BIOINFORMATICS APPLICATIONS NOTE
Vol. 16 no. 2 2000 Pages 180–181
SISEQ: manipulation of multiple sequence and large database files for common platforms Naoki Sato Department of Biochemistry and Molecular Biology, Faculty of Science, Saitama University, 255 Shimo-Ohkubo, Urawa, Saitama Prefecture, 338-8570 Japan Received on June 28, 1999; revised on September 9, 1999; accepted on September 10, 1999
Abstract Summary: A multiple sequence file converter for common platforms, SISEQ, is described, which performs extraction of DNA sequences that correspond to CDS or RNA field of a large database file as well as subsequent multi-sequence conversions for phylogenetic or molecular biological analysis. Command-line interface as well as a GUI and a script-driven operation mode are provided.

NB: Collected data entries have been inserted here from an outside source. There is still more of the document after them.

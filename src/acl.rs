// SPDX-License-Identifier: AGPL-3.0-or-later

//! ACL file parsing (`SetACL`'s external collaborator). Schema follows
//! `kinetic-c`'s `test_kinetic_acl.c` JSON fixtures: a list of identities,
//! each with an HMAC key and a list of scopes restricting which
//! permissions apply to which key-offset range.

use serde::{Deserialize, Serialize};

use crate::proto;

#[derive(Debug, Clone, Copy, PartialEq, Eq, Serialize, Deserialize)]
#[serde(rename_all = "camelCase")]
pub enum HmacAlgorithm {
    HmacSha1,
}

impl From<HmacAlgorithm> for proto::HmacAlgorithm {
    fn from(a: HmacAlgorithm) -> Self {
        match a {
            HmacAlgorithm::HmacSha1 => proto::HmacAlgorithm::HmacSha1,
        }
    }
}

#[derive(Debug, Clone, Copy, PartialEq, Eq, Serialize, Deserialize)]
#[serde(rename_all = "UPPERCASE")]
pub enum Permission {
    Read,
    Write,
    Delete,
    Range,
    Setup,
    P2pop,
    Getlog,
    Security,
}

impl From<Permission> for proto::Permission {
    fn from(p: Permission) -> Self {
        use proto::Permission as P;
        match p {
            Permission::Read => P::Read,
            Permission::Write => P::Write,
            Permission::Delete => P::Delete,
            Permission::Range => P::Range,
            Permission::Setup => P::Setup,
            Permission::P2pop => P::P2Pop,
            Permission::Getlog => P::Getlog,
            Permission::Security => P::Security,
        }
    }
}

#[derive(Debug, Clone, Serialize, Deserialize)]
pub struct Scope {
    #[serde(default)]
    pub offset: u32,
    #[serde(default)]
    pub value: String,
    pub permission: Vec<Permission>,
    #[serde(default, rename = "TlsRequired")]
    pub tls_required: bool,
}

#[derive(Debug, Clone, Serialize, Deserialize)]
pub struct Acl {
    pub identity: i64,
    pub key: String,
    #[serde(rename = "hmacAlgorithm")]
    pub hmac_algorithm: HmacAlgorithm,
    #[serde(default, rename = "maxPriority")]
    pub max_priority: i32,
    pub scope: Vec<Scope>,
}

#[derive(Debug, Clone, Serialize, Deserialize)]
pub struct AclFile {
    pub permissions: Vec<Acl>,
}

impl AclFile {
    pub fn from_json(data: &str) -> anyhow::Result<AclFile> {
        Ok(serde_json::from_str(data)?)
    }
}
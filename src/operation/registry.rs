// SPDX-License-Identifier: AGPL-3.0-or-later

//! Correlates responses to requests by sequence number. A `DashMap`
//! stands in for the intrusive list + mutex (or arena + generation
//! counter) the design notes consider: lookup, insertion and removal are
//! all single-key operations so a lock-free map needs no extra
//! bookkeeping.

use dashmap::DashMap;
use tokio::time::Instant;

use crate::{
    operation::record::{OperationReply, PendingOperation},
    status::Status,
};

/// Matches `kinetic-c`'s `KINETIC_PDUS_PER_SESSION_MAX`: the maximum
/// number of requests a single session may have outstanding at once.
pub const MAX_OUTSTANDING: usize = 10;

#[derive(Default)]
pub struct OperationRegistry {
    inflight: DashMap<u64, PendingOperation>,
}

impl OperationRegistry {
    pub fn new() -> Self {
        OperationRegistry {
            inflight: DashMap::new(),
        }
    }

    pub fn len(&self) -> usize {
        self.inflight.len()
    }

    pub fn is_empty(&self) -> bool {
        self.inflight.is_empty()
    }

    /// Registers a new outstanding operation, or returns
    /// `MaxOutstandingExceeded` if the session is already at capacity.
    pub fn register(
        &self,
        sequence: u64,
        deadline: Instant,
    ) -> Result<tokio::sync::oneshot::Receiver<Result<OperationReply, Status>>, Status> {
        if self.inflight.len() >= MAX_OUTSTANDING {
            return Err(Status::MaxOutstandingExceeded);
        }
        let (op, rx) = PendingOperation::new(sequence, deadline);
        self.inflight.insert(sequence, op);
        Ok(rx)
    }

    /// Delivers a correlated response. Returns `false` if no operation
    /// with this sequence is outstanding (already timed out, or a stray
    /// ack for a sequence we never sent).
    pub fn complete(&self, sequence: u64, result: Result<OperationReply, Status>) -> bool {
        match self.inflight.remove(&sequence) {
            Some((_, op)) => {
                op.complete(result);
                true
            }
            None => false,
        }
    }

    /// Evicts and fails every operation whose deadline has passed.
    /// Returns how many were evicted, for logging.
    pub fn sweep_expired(&self, now: Instant) -> usize {
        let expired: Vec<u64> = self
            .inflight
            .iter()
            .filter(|entry| entry.deadline <= now)
            .map(|entry| *entry.key())
            .collect();
        for sequence in &expired {
            if let Some((_, op)) = self.inflight.remove(sequence) {
                op.complete(Err(Status::OperationTimedOut));
            }
        }
        expired.len()
    }

    /// Fails every outstanding operation, e.g. on session teardown.
    pub fn fail_all(&self, status: Status) {
        let sequences: Vec<u64> = self.inflight.iter().map(|entry| *entry.key()).collect();
        for sequence in sequences {
            if let Some((_, op)) = self.inflight.remove(&sequence) {
                op.complete(Err(status));
            }
        }
    }
}
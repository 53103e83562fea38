// SPDX-License-Identifier: AGPL-3.0-or-later

//! Command builders and response parsers: pure functions mapping between
//! the caller-visible types (`Entry`, `KeyRange`, ...) and the wire
//! `Command`/`Body`, plus thin `Session`-calling wrappers for each
//! command family.

pub mod admin;
pub mod delete;
pub mod flush;
pub mod get;
pub mod key_range;
pub mod noop;
pub mod p2p;
pub mod put;

use crate::{proto, status::Status};

pub(crate) fn status_of(command: &proto::Command) -> Status {
    let code = command
        .status
        .as_ref()
        .map(|s| s.code())
        .unwrap_or(proto::StatusCode::InternalError);
    Status::from_wire(code)
}

pub(crate) fn check_status(command: &proto::Command) -> Result<(), Status> {
    let status = status_of(command);
    if status.is_success() { Ok(()) } else { Err(status) }
}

Availability: The program is freely available to academic users in the form of Macintosh FAT binary, DOS executable, or UNIX source code at http: // www.molbiol.saitama-u.ac.jp/ ∼naoki/ Software.html. Contact:
[email protected]
Introduction Recent development in genome sequence databases makes available for molecular biologists a large quantity of genetic sequence data that are potentially useful but are becoming more and more difficult to manipulate. An important obstacle is the large file size (about 100 kb) of each database entry in the genome databases and the extremely large size (more than 100 Mb) of files of database releases. Although the files of GenBank and EMBL databases contain useful information on the location of coding regions, promoter sequences or RNA genes, it is usually time-consuming to extract the correct DNA sequence that corresponds to a given protein coding sequence or RNA gene by manually selecting the sequence. We sometimes want to extract DNA sequences of translational initiation regions or termination regions from a bacterial genome. We also need to extract the DNA sequence that corresponds to a coding sequence, which is divided into many exons. Unfortunately, no commercial software provides tools to solve these rather simple problems. Also, there is no simple tool to manipulate multiple sequence files such as those used in phylogenetic analysis. Perl scripts that can meet these needs are written by researchers for their own use, but only a small number of such scripts are made available to the public. SEALS (Walker and Koonin, 1997) is an example of a large 180
package of Perl commands only for UNIX. Features (Fristensky, 1993) and SeqIO (Knight, 1996) are also useful on UNIX platforms. In typical laboratories of molecular biology and phylogeny, however, most students and researchers are not familiar with UNIX workstations. A small program that performs simple manipulation of databases to yield input files for a phylogenetic analysis program has been needed on common (Macintosh or Windows) platforms for the use in laboratories in molecular biology and phylogeny. This is indeed a new and important need, since the performance of recent personal computers is equivalent to small workstations.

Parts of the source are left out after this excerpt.